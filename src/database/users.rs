use deadpool_postgres::Transaction;
use tokio_postgres::Row;

use crate::{
    database::conn::{DbError, LazyConn},
    entities::user::{AuthUser, GoneStatus, User, UserType},
};

const USER_COLUMNS: &str = "
    user_id, username, screen_name, user_type,
    is_private, is_protected, gone_status,
    EXTRACT(EPOCH FROM gone_at)::BIGINT AS gone_at,
    subscribers_count, subscriptions_count
";

fn row_to_user(row: &Row) -> User {
    let gone_status: Option<String> = row.get("gone_status");
    User {
        user_id: row.get("user_id"),
        username: row.get("username"),
        screen_name: row.get("screen_name"),
        user_type: UserType::from_db(row.get("user_type")),
        is_private: row.get("is_private"),
        is_protected: row.get("is_protected"),
        gone_status: gone_status.as_deref().and_then(GoneStatus::from_db),
        gone_at: row.get("gone_at"),
        subscribers_count: row.get("subscribers_count"),
        subscriptions_count: row.get("subscriptions_count"),
    }
}

fn row_to_auth_user(row: &Row) -> AuthUser {
    let gone_status: Option<String> = row.get("gone_status");
    AuthUser {
        user_id: row.get("user_id"),
        username: row.get("username"),
        email: row.get("email"),
        hashed_password: row.get("hashed_password"),
        gone_status: gone_status.as_deref().and_then(GoneStatus::from_db),
    }
}

pub async fn get_user(user_id: i64, conn: &mut LazyConn) -> Result<Option<User>, DbError> {
    let db = conn.get_client().await?;
    let sql = format!("SELECT {USER_COLUMNS} FROM users WHERE user_id = $1");
    let row = db.query_opt(&sql, &[&user_id]).await?;
    Ok(row.as_ref().map(row_to_user))
}

pub async fn get_user_by_username(
    username: &str,
    conn: &mut LazyConn,
) -> Result<Option<User>, DbError> {
    let db = conn.get_client().await?;
    let sql = format!("SELECT {USER_COLUMNS} FROM users WHERE username = $1");
    let row = db.query_opt(&sql, &[&username]).await?;
    Ok(row.as_ref().map(row_to_user))
}

pub async fn get_auth_user(user_id: i64, conn: &mut LazyConn) -> Result<Option<AuthUser>, DbError> {
    let db = conn.get_client().await?;
    let row = db
        .query_opt(
            "
            SELECT user_id, username, email, hashed_password, gone_status
            FROM users
            WHERE user_id = $1
            ",
            &[&user_id],
        )
        .await?;
    Ok(row.as_ref().map(row_to_auth_user))
}

pub async fn get_auth_user_by_email(
    email: &str,
    conn: &mut LazyConn,
) -> Result<Option<AuthUser>, DbError> {
    let db = conn.get_client().await?;
    let row = db
        .query_opt(
            "
            SELECT user_id, username, email, hashed_password, gone_status
            FROM users
            WHERE email = $1
            ",
            &[&email],
        )
        .await?;
    Ok(row.as_ref().map(row_to_auth_user))
}

pub struct NewUserRow {
    pub user_id: i64,
    pub username: String,
    pub screen_name: String,
    pub user_type: UserType,
    pub email: Option<String>,
    pub hashed_password: Option<String>,
    pub is_private: bool,
    pub is_protected: bool,
}

pub async fn insert_user(row: &NewUserRow, tx: &mut Transaction<'_>) -> Result<(), DbError> {
    tx.execute(
        "
        INSERT INTO users (user_id, username, screen_name, user_type, email,
                           hashed_password, is_private, is_protected)
        VALUES ($1, $2, $3, $4, $5, $6, $7, $8)
        ",
        &[
            &row.user_id,
            &row.username,
            &row.screen_name,
            &row.user_type.as_str(),
            &row.email,
            &row.hashed_password,
            &row.is_private,
            &row.is_protected,
        ],
    )
    .await?;
    Ok(())
}

#[derive(Default, Debug)]
pub struct UserProfileUpdate {
    pub screen_name: Option<String>,
    pub email: Option<String>,
}

/// Dynamic SET clause; returns false when there is nothing to update.
pub async fn update_user_profile(
    user_id: i64,
    update: UserProfileUpdate,
    tx: &mut Transaction<'_>,
) -> Result<bool, DbError> {
    let mut set_clauses = Vec::new();
    let mut values: Vec<&(dyn tokio_postgres::types::ToSql + Sync)> = Vec::new();

    if let Some(ref screen_name) = update.screen_name {
        values.push(screen_name);
        set_clauses.push(format!("screen_name = ${}", values.len() + 1));
    }
    if let Some(ref email) = update.email {
        values.push(email);
        set_clauses.push(format!("email = ${}", values.len() + 1));
    }

    if set_clauses.is_empty() {
        return Ok(false);
    }
    set_clauses.push("updated_at = now()".to_string());

    let query = format!(
        "UPDATE users SET {} WHERE user_id = $1",
        set_clauses.join(", ")
    );

    let mut params: Vec<&(dyn tokio_postgres::types::ToSql + Sync)> = vec![&user_id];
    params.extend(values);

    tx.execute(query.as_str(), &params).await?;
    Ok(true)
}

/// Flip the owner privacy flags. The schema cascades the change into the
/// derived flags of every post addressed to this owner's feeds.
pub async fn update_privacy(
    user_id: i64,
    is_private: bool,
    is_protected: bool,
    tx: &mut Transaction<'_>,
) -> Result<(), DbError> {
    // private accounts are always protected
    let is_protected = is_protected || is_private;
    tx.execute(
        "
        UPDATE users
        SET is_private = $2, is_protected = $3, updated_at = now()
        WHERE user_id = $1
        ",
        &[&user_id, &is_private, &is_protected],
    )
    .await?;
    Ok(())
}

pub async fn set_gone_status(
    user_id: i64,
    status: Option<GoneStatus>,
    tx: &mut Transaction<'_>,
) -> Result<(), DbError> {
    let status_str = status.map(|s| s.as_str());
    tx.execute(
        "
        UPDATE users
        SET gone_status = $2,
            gone_at = CASE WHEN $2::TEXT IS NULL THEN NULL ELSE now() END,
            updated_at = now()
        WHERE user_id = $1
        ",
        &[&user_id, &status_str],
    )
    .await?;
    Ok(())
}

pub async fn zero_counters(user_id: i64, tx: &mut Transaction<'_>) -> Result<(), DbError> {
    tx.execute(
        "
        UPDATE users
        SET subscribers_count = 0, subscriptions_count = 0, updated_at = now()
        WHERE user_id = $1
        ",
        &[&user_id],
    )
    .await?;
    Ok(())
}

/// Users sitting in cooldown whose grace window lapsed before the
/// scheduled cleanup fired.
pub async fn list_overdue_cooldown_users(
    cooldown_secs: i64,
    conn: &mut LazyConn,
) -> Result<Vec<i64>, DbError> {
    let db = conn.get_client().await?;
    let rows = db
        .query(
            "
            SELECT user_id
            FROM users
            WHERE gone_status = 'cooldown'
              AND gone_at < now() - make_interval(secs => $1::BIGINT::DOUBLE PRECISION)
            ",
            &[&cooldown_secs],
        )
        .await?;
    Ok(rows.iter().map(|r| r.get("user_id")).collect())
}
use deadpool_postgres::Transaction;
use tokio_postgres::Row;

use crate::{
    database::conn::{DbError, LazyConn},
    entities::post::{Post, PrivacyFlags},
};

pub const POST_COLUMNS: &str = "
    p.post_id, p.user_id, p.body,
    EXTRACT(EPOCH FROM p.created_at)::BIGINT AS created_at,
    EXTRACT(EPOCH FROM p.updated_at)::BIGINT AS updated_at,
    EXTRACT(EPOCH FROM p.bumped_at)::BIGINT AS bumped_at,
    p.destination_feed_ids, p.feed_ids,
    p.is_private, p.is_protected, p.is_propagable,
    p.comments_count, p.likes_count
";

pub fn row_to_post(row: &Row) -> Post {
    Post {
        post_id: row.get("post_id"),
        user_id: row.get("user_id"),
        body: row.get("body"),
        created_at: row.get("created_at"),
        updated_at: row.get("updated_at"),
        bumped_at: row.get("bumped_at"),
        destination_feed_ids: row.get("destination_feed_ids"),
        feed_ids: row.get("feed_ids"),
        is_private: row.get("is_private"),
        is_protected: row.get("is_protected"),
        is_propagable: row.get("is_propagable"),
        comments_count: row.get("comments_count"),
        likes_count: row.get("likes_count"),
    }
}

pub async fn get_post(post_id: i64, conn: &mut LazyConn) -> Result<Option<Post>, DbError> {
    let db = conn.get_client().await?;
    let sql = format!("SELECT {POST_COLUMNS} FROM posts p WHERE p.post_id = $1");
    let row = db.query_opt(&sql, &[&post_id]).await?;
    Ok(row.as_ref().map(row_to_post))
}

pub struct NewPostRow {
    pub post_id: i64,
    pub user_id: i64,
    pub body: String,
    pub destination_feed_ids: Vec<i32>,
    pub feed_ids: Vec<i32>,
    pub flags: PrivacyFlags,
}

/// Insert a post with flags already derived; the schema trigger recomputes
/// the same values, so the row never depends on the caller being right.
pub async fn insert_post(row: &NewPostRow, tx: &mut Transaction<'_>) -> Result<Post, DbError> {
    let sql = format!(
        "
        INSERT INTO posts AS p (post_id, user_id, body, destination_feed_ids, feed_ids,
                                is_private, is_protected, is_propagable)
        VALUES ($1, $2, $3, $4, $5, $6, $7, $8)
        RETURNING {POST_COLUMNS}
        "
    );
    let inserted = tx
        .query_one(
            &sql,
            &[
                &row.post_id,
                &row.user_id,
                &row.body,
                &row.destination_feed_ids,
                &row.feed_ids,
                &row.flags.is_private,
                &row.flags.is_protected,
                &row.flags.is_propagable,
            ],
        )
        .await?;
    Ok(row_to_post(&inserted))
}

pub async fn update_post_body(
    post_id: i64,
    body: &str,
    tx: &mut Transaction<'_>,
) -> Result<bool, DbError> {
    let updated = tx
        .execute(
            "UPDATE posts SET body = $2, updated_at = now() WHERE post_id = $1",
            &[&post_id, &body],
        )
        .await?;
    Ok(updated > 0)
}

/// Re-target a post. New flags are written alongside and the membership
/// array is reset to the new fan-out set.
pub async fn set_destinations(
    post_id: i64,
    destination_feed_ids: &[i32],
    feed_ids: &[i32],
    flags: PrivacyFlags,
    tx: &mut Transaction<'_>,
) -> Result<(), DbError> {
    tx.execute(
        "
        UPDATE posts
        SET destination_feed_ids = $2,
            feed_ids = $3,
            is_private = $4, is_protected = $5, is_propagable = $6,
            updated_at = now()
        WHERE post_id = $1
        ",
        &[
            &post_id,
            &destination_feed_ids,
            &feed_ids,
            &flags.is_private,
            &flags.is_protected,
            &flags.is_propagable,
        ],
    )
    .await?;
    Ok(())
}

pub async fn delete_post(post_id: i64, tx: &mut Transaction<'_>) -> Result<bool, DbError> {
    let deleted = tx
        .execute("DELETE FROM posts WHERE post_id = $1", &[&post_id])
        .await?;
    Ok(deleted > 0)
}

pub async fn bump_post(post_id: i64, tx: &mut Transaction<'_>) -> Result<(), DbError> {
    tx.execute(
        "UPDATE posts SET bumped_at = now() WHERE post_id = $1",
        &[&post_id],
    )
    .await?;
    Ok(())
}

pub async fn adjust_comments_count(
    post_id: i64,
    delta: i32,
    tx: &mut Transaction<'_>,
) -> Result<(), DbError> {
    tx.execute(
        "
        UPDATE posts
        SET comments_count = GREATEST(comments_count + $2, 0)
        WHERE post_id = $1
        ",
        &[&post_id, &delta],
    )
    .await?;
    Ok(())
}

pub async fn adjust_likes_count(
    post_id: i64,
    delta: i32,
    tx: &mut Transaction<'_>,
) -> Result<(), DbError> {
    tx.execute(
        "
        UPDATE posts
        SET likes_count = GREATEST(likes_count + $2, 0)
        WHERE post_id = $1
        ",
        &[&post_id, &delta],
    )
    .await?;
    Ok(())
}

/// Post ids authored by a user, oldest first, for batched deletion.
pub async fn list_posts_by_author(
    user_id: i64,
    limit: i64,
    conn: &mut LazyConn,
) -> Result<Vec<i64>, DbError> {
    let db = conn.get_client().await?;
    let rows = db
        .query(
            "SELECT post_id FROM posts WHERE user_id = $1 ORDER BY post_id LIMIT $2",
            &[&user_id, &limit],
        )
        .await?;
    Ok(rows.iter().map(|r| r.get("post_id")).collect())
}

(What the exercise asks)
Among the records, find every line with the word "Some" and copy it.

(Response area)
    if let Some(ref screen_name) = update.screen_name {
    if let Some(ref email) = update.email {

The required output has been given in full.